News

Hunter Biden is suing Fox under a ‘revenge porn’ law. The headlines aren’t doing him any favors

M.Green11 hr ago

Whoopi Goldberg spoke for many Americans last year on "The View" when she said , "I'm sick of hearing about that laptop. This laptop, I hope it just crumbles to death, I hate it so much."

You don't have to be ideologically aligned with Goldberg, or even like "The View," to agree with the entertainer on this point.

Nobody hates that laptop, however, more than Hunter Biden, the president's son and the owner — or at least, former owner — of the silver Apple MacBook Pro that made a cameo appearance in the younger Biden's recent trial on federal charges that he illegally purchased a gun.

Biden was found guilty of three felony counts in that trial and will be sentenced later this year. Whatever happens, it's fair to say that the trove of scandalous photos that made their way to the public after the laptop was left at a Delaware repair shop are as upsetting to him as his legal travails.

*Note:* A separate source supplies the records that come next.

// Copyright 2025 Chris Custine
//
// Licensed under the Apache License, Version 2.0 (the "License");
// you may not use this file except in compliance with the License.
// You may obtain a copy of the License at
//
//     http://www.apache.org/licenses/LICENSE-2.0
//
// Unless required by applicable law or agreed to in writing, software
// distributed under the License is distributed on an "AS IS" BASIS,
// WITHOUT WARRANTIES OR CONDITIONS OF ANY KIND, either express or implied.
// See the License for the specific language governing permissions and
// limitations under the License.

//! Wire model for the simulated feeds.
//!
//! These types are serialized as the JSON bodies of the status and pulse
//! endpoints. Nothing here is persisted: a snapshot lives for the duration of
//! one response and is rebuilt from scratch on the next request.

use chrono::{DateTime, SecondsFormat, Utc};
use serde::{Deserialize, Serialize, Serializer};

/// Placeholder latency shown while a subsystem is in maintenance.
pub const LATENCY_PLACEHOLDER: &str = "--";

/// Health state of a simulated subsystem.
///
/// The generator only ever emits `Online` or `Maintenance`; the other two
/// variants exist so consumers can deserialize any value the wire allows.
#[derive(Debug, Clone, Copy, PartialEq, Eq, Serialize, Deserialize)]
#[serde(rename_all = "lowercase")]
pub enum SystemStatus {
    Online,
    Maintenance,
    Offline,
    Syncing,
}

impl SystemStatus {
    /// Get the wire name of this status
    #[must_use]
    pub fn as_str(&self) -> &'static str {
        match self {
            SystemStatus::Online => "online",
            SystemStatus::Maintenance => "maintenance",
            SystemStatus::Offline => "offline",
            SystemStatus::Syncing => "syncing",
        }
    }
}

/// One subsystem's health snapshot.
#[derive(Debug, Clone, PartialEq, Eq, Serialize, Deserialize)]
pub struct SystemRecord {
    /// Stable identifier, unique within a snapshot.
    pub id: String,
    /// Display label.
    pub name: String,
    pub status: SystemStatus,
    /// Formatted percentage, display only.
    pub uptime: String,
    /// Formatted milliseconds (e.g. "23ms") or [`LATENCY_PLACEHOLDER`].
    pub latency: String,
    pub description: String,
}

impl SystemRecord {
    /// Parse the numeric part of the latency string.
    ///
    /// Returns `None` for the maintenance placeholder or any value that is
    /// not of the form `<integer>ms`.
    #[must_use]
    pub fn latency_ms(&self) -> Option<u32> {
        self.latency.strip_suffix("ms")?.parse().ok()
    }
}

/// Display category for a log line.
#[derive(Debug, Clone, Copy, PartialEq, Eq, Serialize, Deserialize)]
#[serde(rename_all = "lowercase")]
pub enum LogKind {
    Info,
    Success,
    Warning,
}

/// A rolling activity line.
#[derive(Debug, Clone, PartialEq, Eq, Serialize, Deserialize)]
pub struct LogEntry {
    /// Local clock time, relative to the generation instant.
    pub time: String,
    pub msg: String,
    #[serde(rename = "type")]
    pub kind: LogKind,
}

/// Full body of the system status endpoint.
#[derive(Debug, Clone, PartialEq, Eq, Serialize, Deserialize)]
pub struct StatusSnapshot {
    pub systems: Vec<SystemRecord>,
    pub logs: Vec<LogEntry>,
}

impl StatusSnapshot {
    /// Find a record by its id
    #[must_use]
    pub fn system(&self, id: &str) -> Option<&SystemRecord> {
        self.systems.iter().find(|s| s.id == id)
    }

    /// Number of subsystems reporting online
    #[must_use]
    pub fn online_count(&self) -> usize {
        self.systems
            .iter()
            .filter(|s| s.status == SystemStatus::Online)
            .count()
    }
}

/// Direction flag of the market pulse. Carries no relation to the score.
#[derive(Debug, Clone, Copy, PartialEq, Eq, Serialize, Deserialize)]
#[serde(rename_all = "lowercase")]
pub enum MarketTrend {
    Bullish,
    Bearish,
}

impl MarketTrend {
    /// Get the wire name of this trend
    #[must_use]
    pub fn as_str(&self) -> &'static str {
        match self {
            MarketTrend::Bullish => "bullish",
            MarketTrend::Bearish => "bearish",
        }
    }
}

/// Write an instant as RFC 3339 UTC with millisecond precision.
fn serialize_millis<S: Serializer>(instant: &DateTime<Utc>, serializer: S) -> Result<S::Ok, S::Error> {
    serializer.serialize_str(&instant.to_rfc3339_opts(SecondsFormat::Millis, true))
}

/// Full body of the market pulse endpoint.
#[derive(Debug, Clone, PartialEq, Serialize, Deserialize)]
#[serde(rename_all = "camelCase")]
pub struct PulseSnapshot {
    /// Uniform in [0.5, 1.0].
    pub pulse_score: f64,
    pub market_trend: MarketTrend,
    /// Uniform integer in [10, 59].
    pub commit_density: u32,
    #[serde(serialize_with = "serialize_millis")]
    pub timestamp: DateTime<Utc>,
    /// Fixed banner text.
    #[serde(default)]
    pub status: String,
}

#[cfg(test)]
mod tests {
    use super::*;

    #[test]
    fn test_status_wire_names() {
        let json = serde_json::to_string(&SystemStatus::Maintenance).unwrap();
        assert_eq!(json, "\"maintenance\"");
        assert_eq!(SystemStatus::Syncing.as_str(), "syncing");

        let parsed: SystemStatus = serde_json::from_str("\"offline\"").unwrap();
        assert_eq!(parsed, SystemStatus::Offline);
    }

    #[test]
    fn test_log_entry_uses_type_key() {
        let entry = LogEntry {
            time: "10:00:00 AM".to_string(),
            msg: "hello".to_string(),
            kind: LogKind::Warning,
        };
        let value = serde_json::to_value(&entry).unwrap();
        assert_eq!(value["type"], "warning");
        assert!(value.get("kind").is_none());
    }

    #[test]
    fn test_pulse_camel_case_keys() {
        let pulse = PulseSnapshot {
            pulse_score: 0.75,
            market_trend: MarketTrend::Bullish,
            commit_density: 42,
            timestamp: Utc::now(),
            status: "Active Intelligence Synchronized".to_string(),
        };
        let value = serde_json::to_value(&pulse).unwrap();
        assert_eq!(value["pulseScore"], 0.75);
        assert_eq!(value["marketTrend"], "bullish");
        assert_eq!(value["commitDensity"], 42);
        assert_eq!(MarketTrend::Bearish.as_str(), "bearish");
    }

    #[test]
    fn test_pulse_timestamp_has_millisecond_precision() {
        use chrono::TimeZone;

        let instant = Utc.with_ymd_and_hms(2026, 10, 16, 12, 0, 0).unwrap()
            + chrono::Duration::nanoseconds(123_456_789);
        let pulse = PulseSnapshot {
            pulse_score: 0.5,
            market_trend: MarketTrend::Bearish,
            commit_density: 10,
            timestamp: instant,
            status: String::new(),
        };

        let value = serde_json::to_value(&pulse).unwrap();
        assert_eq!(value["timestamp"], "2026-10-16T12:00:00.123Z");

        // Decodes back, truncated to the millisecond
        let decoded: PulseSnapshot = serde_json::from_value(value).unwrap();
        assert_eq!(decoded.timestamp.timestamp_subsec_millis(), 123);
        assert_eq!(decoded.timestamp.timestamp_subsec_nanos(), 123_000_000);
    }

    #[test]
    fn test_latency_ms() {
        let mut record = SystemRecord {
            id: "isdn-core".to_string(),
            name: "ISDN Logistics Core".to_string(),
            status: SystemStatus::Online,
            uptime: "99.98%".to_string(),
            latency: "23ms".to_string(),
            description: String::new(),
        };
        assert_eq!(record.latency_ms(), Some(23));

        record.latency = LATENCY_PLACEHOLDER.to_string();
        assert_eq!(record.latency_ms(), None);
    }
}
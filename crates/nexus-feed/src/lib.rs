// Copyright 2025 Chris Custine
//
// Licensed under the Apache License, Version 2.0 (the "License");
// you may not use this file except in compliance with the License.
// You may obtain a copy of the License at
//
//     http://www.apache.org/licenses/LICENSE-2.0
//
// Unless required by applicable law or agreed to in writing, software
// distributed under the License is distributed on an "AS IS" BASIS,
// WITHOUT WARRANTIES OR CONDITIONS OF ANY KIND, either express or implied.
// See the License for the specific language governing permissions and
// limitations under the License.

//! Feed library for the Digital Nexus status widgets.
//!
//! This library provides the simulated feeds behind the site's live panels
//! and the client-side machinery that consumes them. The layers can be used
//! independently or composed together:
//!
//! - **Model layer**: wire types for status and pulse snapshots
//! - **Generator layer**: stateless randomized snapshot generators with an
//!   injectable random source
//! - **Poller layer**: interval polling with cancellation and stale-data
//!   retention on failure
//! - **Chat layer**: keyword-matched responder and the client session that
//!   turns reply actions into events
//! - **Contact layer**: field-level validation of contact submissions
//!
//! # Generating a Snapshot
//!
//! ```
//! use chrono::Utc;
//! use nexus_feed::generator::{Generator, StatusGenerator};
//!
//! let snapshot = StatusGenerator::new().generate(&mut rand::thread_rng(), Utc::now());
//! assert_eq!(snapshot.systems.len(), 4);
//! ```
//!
//! # Polling a Feed
//!
//! ```no_run
//! use chrono::Utc;
//! use nexus_feed::generator::{Generator, PulseGenerator};
//! use nexus_feed::model::PulseSnapshot;
//! use nexus_feed::poller::{Fetch, FetchError, Poller, PollerConfig};
//!
//! struct InProcess;
//!
//! impl Fetch for InProcess {
//!     type Output = PulseSnapshot;
//!
//!     async fn fetch(&self) -> Result<PulseSnapshot, FetchError> {
//!         Ok(PulseGenerator::new().generate(&mut rand::thread_rng(), Utc::now()))
//!     }
//! }
//!
//! #[tokio::main(flavor = "current_thread")]
//! async fn main() {
//!     let mut poller = Poller::spawn(InProcess, PollerConfig::pulse());
//!     while poller.changed().await {
//!         if let Some(pulse) = poller.view().snapshot {
//!             println!("pulse {:.2} ({:?})", pulse.pulse_score, pulse.market_trend);
//!         }
//!     }
//! }
//! ```

pub mod chat;
pub mod contact;
pub mod events;
pub mod generator;
pub mod model;
pub mod poller;

pub use chat::{respond, ChatAction, ChatMessage, ChatReply, ChatRequest, ChatSession, ChatTransport, Role};
pub use contact::{ContactForm, ProjectType, ValidationErrors};
pub use events::{EventBus, NexusEvent};
pub use generator::{Generator, PulseGenerator, StatusGenerator};
pub use model::{LogEntry, LogKind, MarketTrend, PulseSnapshot, StatusSnapshot, SystemRecord, SystemStatus};
pub use poller::{FeedView, Fetch, FetchError, Poller, PollerConfig};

Now Biden is suing Fox News over its use of the images in a program for its streaming service Fox Nation. In a lawsuit filed Sunday in Manhattan, Biden says the network violated a law passed in 2019 to prohibit people from sharing sexually explicit images without the subject's permission — a type of law known as a "revenge porn" law.

Don't rush to Fox Nation to see the show — the network removed the six-part series from the platform citing an "abundance of caution" after Biden threatened to sue in April.

"The Trial of Hunter Biden" is an imagining of how a criminal trial against Hunter Biden might play out if the president's son had been charged with bribery and violating "foreign agent" laws that govern financial dealings with other governments — charges he has not actually faced.

While the show makes clear that it's not an actual trial, the judge in the series is Joe Brown, a judge known for his reality show, and "The Trial of Hunter Biden" uses real-life images of Biden that he and his family would prefer that no one see.

For that matter, lots of us would have preferred not to see any of these images. I have never once sought out an image from Hunter Biden's laptop, but several are ingrained in my mind, having seen them pop up, unbidden, on websites and social media. They are the kind of images that, once seen, you can't unsee. And you don't have to be a supporter of President Joe Biden to wish that this particular unpleasantness hadn't befallen the first family — or, for that matter, the nation.

Between former President Donald Trump's Manhattan trial about money paid to adult film actress Stormy Daniels and this new lawsuit, never before has the word "porn" been so prevalent in discourse about a presidential election. Perhaps Hunter Biden's attorneys didn't think carefully enough about the possibility that the words "revenge porn" would show up in every story written about this lawsuit.

If I were advising the president's son, I wouldn't want the word "porn" appearing in the same ZIP code with his name — in any context, plaintiff or defendant. But here we are, and a nation weary of scandal now has to consider anew images that have been too much with us for nearly four years. Worse, the series in question came out in 2022. The lawsuit seems a tad late.

This may not be an instance of political lawfare , but of an embarrassed father who has struggled with addiction and is trying every possible avenue of reputation repair. Biden alleges in the lawsuit, which seeks punitive and compensatory damages, that Fox disseminated these "intimate" images "in order to humiliate, harass, annoy and alarm Mr. Biden and to tarnish his reputation," according to The New York Times.

In April, after Biden's attorneys first threatened to sue, Fox put out a statement regarding what the network called its "constitutionally protected coverage" of the president's son. "Mr. Biden is a public figure who has been the subject of investigations by both the Department of Justice and Congress, has been indicted by two different US Attorney's Offices in California and Delaware, and has admitted to multiple incidents of wrongdoing," the statement said, per NPR .

A Fox spokeswoman said much the same on Monday, telling The New York Times , "Consistent with the First Amendment, Fox News has accurately covered the newsworthy events of Mr. Biden's own making, and we look forward to vindicating our rights in court."

We'll have to see how this plays out in court, but a former federal prosecutor, Neama Rahmani, told Newsweek that New York's law was designed to protect people in intimate relationships from public exposure and harassment and that "Fox News has a good First Amendment argument to get the case dismissed."